Egg-Shaped Ice Balls Covered Finland Beach

Thousands of egg-shaped balls of ice have covered a ‘miles-long stretch’ on Finland beach. It is a rare weather phenomenon caused when waves near the shore break up layers of ice.

Risto Mattila captures these beautiful rare photos of egg-shaped balls of ice on Hailuoto Island in the Gulf of Bothnia between Finland and Sweden.

Weather Experts say the balls of Ice are caused by a rare process in which small pieces of ice are rolled over by seawater and wind. the conditions needed to be cold and a bit windy for the ice balls to form.

Mr Mattila, from the nearby city of Oulu, told the BBC he had never seen anything like it before.

“I was with my wife at Marjaniemi beach. The weather was sunny, about -1C (32F) and it was quite a windy day,” he told the BBC.

Location of Finland Beaches - ICE Balls
Finland Beaches Location Source – BBC

“There we found this amazing phenomenon. There was snow and ice eggs along the beach near the water line.”

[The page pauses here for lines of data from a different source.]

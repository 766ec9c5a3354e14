use std::sync::Arc;

use dreamtales_story::StoryService;

use crate::config::AppConfig;

#[derive(Clone)]
pub struct AppState {
    pub service: Arc<StoryService>,
    pub config: Arc<AppConfig>,
}
//! DreamTales web server.
//!
//! JSON API in front of [`dreamtales_story::StoryService`], plus static file
//! serving for the frontend.

pub mod config;
pub mod error;
pub mod handlers;
pub mod models;
pub mod state;

use axum::routing::{get, post};
use axum::Router;
use tower_http::services::ServeDir;
use tower_http::trace::TraceLayer;

pub use config::AppConfig;
pub use error::ApiError;
pub use state::AppState;

async fn health() -> &'static str {
    "OK"
}

/// Build the application router.
pub fn router(state: AppState) -> Router {
    let static_dir = state.config.static_dir.clone();

    let api_routes = Router::new()
        .route(
            "/api/stories",
            get(handlers::list_stories).post(handlers::create_story),
        )
        .route("/api/stories/{id}", get(handlers::get_story))
        .route("/api/moderate", post(handlers::moderate))
        .route("/api/word-target/{length}", get(handlers::word_target));

    Router::new()
        .route("/health", get(health))
        .merge(api_routes)
        .with_state(state)
        .fallback_service(ServeDir::new(static_dir))
        .layer(TraceLayer::new_for_http())
}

Mr Mattila said “the balls of ice covered an area of about 30m (100ft). The smallest were the size of eggs and the biggest were the size of footballs”.

“That was an amazing view. I have never seen anything like this during 25 years living in the vicinity,” Mr Mattila said.

“Since I had a camera with me I decided to preserve this unusual sight for posterity.”

“The general picture is that they form from pieces of larger ice sheet which then get jostled around by waves, making them rounder,” he said.

“They can grow when seawater freezes on to their surfaces and this also helps to make them smoother. So the result is a ball of smooth ice which can then get deposited on to a beach, either blown there or getting left there when the tide goes out.”

‘Ice eggs’ cover Finland beach – Photograph

Rare Eggs like Ice Ball Video

Similar sights have been reported before, including in Russia and on Lake Michigan near Chicago.

In 2016 residents of Nyda in Siberia found giant balls of ice and snow covering an 18km (11-mile) stretch of coastline.

They ranged from the size of a tennis ball to almost 1m (3ft) across.

The ice formations vary in size, from pieces you could hold in your palm to ice balls which appear to be the width of nearby beach rocks

“It was an amazing view,” he told the Guardian. “I have never seen this phenomenon before.”